> _TASK DIRECTIONS_: Exact reproduction required: the lines below from the line with "the geotag renamer." to the line with "what went wrong", both ends included, and no others.

(Dataset entries)
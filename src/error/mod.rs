//! # Error Module
//!
//! Error types for the geotag renamer.
//!
//! ## Design Principles
//! - **Never panic** on user data - return errors instead
//! - **Include context** - paths, file names, what went wrong
//! - **Fail soft at the edges** - missing EXIF data and geocoding failures
//!   are recovered locally and never reach these types; only filesystem
//!   problems are fatal

use std::path::PathBuf;
use thiserror::Error;

/// Top-level application error
#[derive(Error, Debug)]
pub enum GeotagRenamerError {
    #[error("Scanning error: {0}")]
    Scan(#[from] ScanError),

    #[error("Rename error: {0}")]
    Rename(#[from] RenameError),

    #[error("Report generation error: {0}")]
    Report(#[from] ReportError),

    #[error("Configuration error: {0}")]
    Config(String),
}

/// Errors that occur while building photo records from a directory
#[derive(Error, Debug)]
pub enum ScanError {
    #[error("Directory not found: {path}")]
    DirectoryNotFound { path: PathBuf },

    #[error("Not a directory: {path}")]
    NotADirectory { path: PathBuf },

    #[error("Failed to read directory {path}: {source}")]
    ReadDirectory {
        path: PathBuf,
        #[source]
        source: std::io::Error,
    },
}

/// Errors that occur while renaming files
#[derive(Error, Debug)]
pub enum RenameError {
    #[error("Failed to create destination directory {path}: {source}")]
    CreateDirectory {
        path: PathBuf,
        #[source]
        source: std::io::Error,
    },

    #[error("Failed to rename {from} to {to}: {source}")]
    RenameFailed {
        from: PathBuf,
        to: PathBuf,
        #[source]
        source: std::io::Error,
    },

    #[error("Copy verification failed for {path}: expected {expected} bytes, found {found}")]
    CopyVerification {
        path: PathBuf,
        expected: u64,
        found: u64,
    },
}

/// Errors that occur while writing the CSV index
#[derive(Error, Debug)]
pub enum ReportError {
    #[error("Failed to write report to {path}: {source}")]
    WriteFailed {
        path: PathBuf,
        #[source]
        source: std::io::Error,
    },
}

/// Convenience Result type alias
pub type Result<T> = std::result::Result<T, GeotagRenamerError>;

#[cfg(test)]
mod tests {
    use super::*;

    #[test]
    fn scan_error_includes_path() {
        let error = ScanError::DirectoryNotFound {
            path: PathBuf::from("/photos/vacation"),
        };
        let message = error.to_string();
        assert!(message.contains("/photos/vacation"));
    }

    #[test]
    fn rename_error_includes_both_paths() {
        let error = RenameError::RenameFailed {
            from: PathBuf::from("/photos/a.jpg"),
            to: PathBuf::from("/photos/b.jpg"),
            source: std::io::Error::new(std::io::ErrorKind::PermissionDenied, "denied"),
        };
        let message = error.to_string();
        assert!(message.contains("/photos/a.jpg"));
        assert!(message.contains("/photos/b.jpg"));
    }

    #[test]
    fn copy_verification_reports_sizes() {
        let error = RenameError::CopyVerification {
            path: PathBuf::from("/dest/photo.jpg"),
            expected: 1024,
            found: 512,
        };
        let message = error.to_string();
        assert!(message.contains("1024"));
        assert!(message.contains("512"));
    }
}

> _YOUR RESPONSE_:
//! Error types for the geotag renamer.
//!
//! ## Design Principles
//! - **Never panic** on user data - return errors instead
//! - **Include context** - paths, file names, what went wrong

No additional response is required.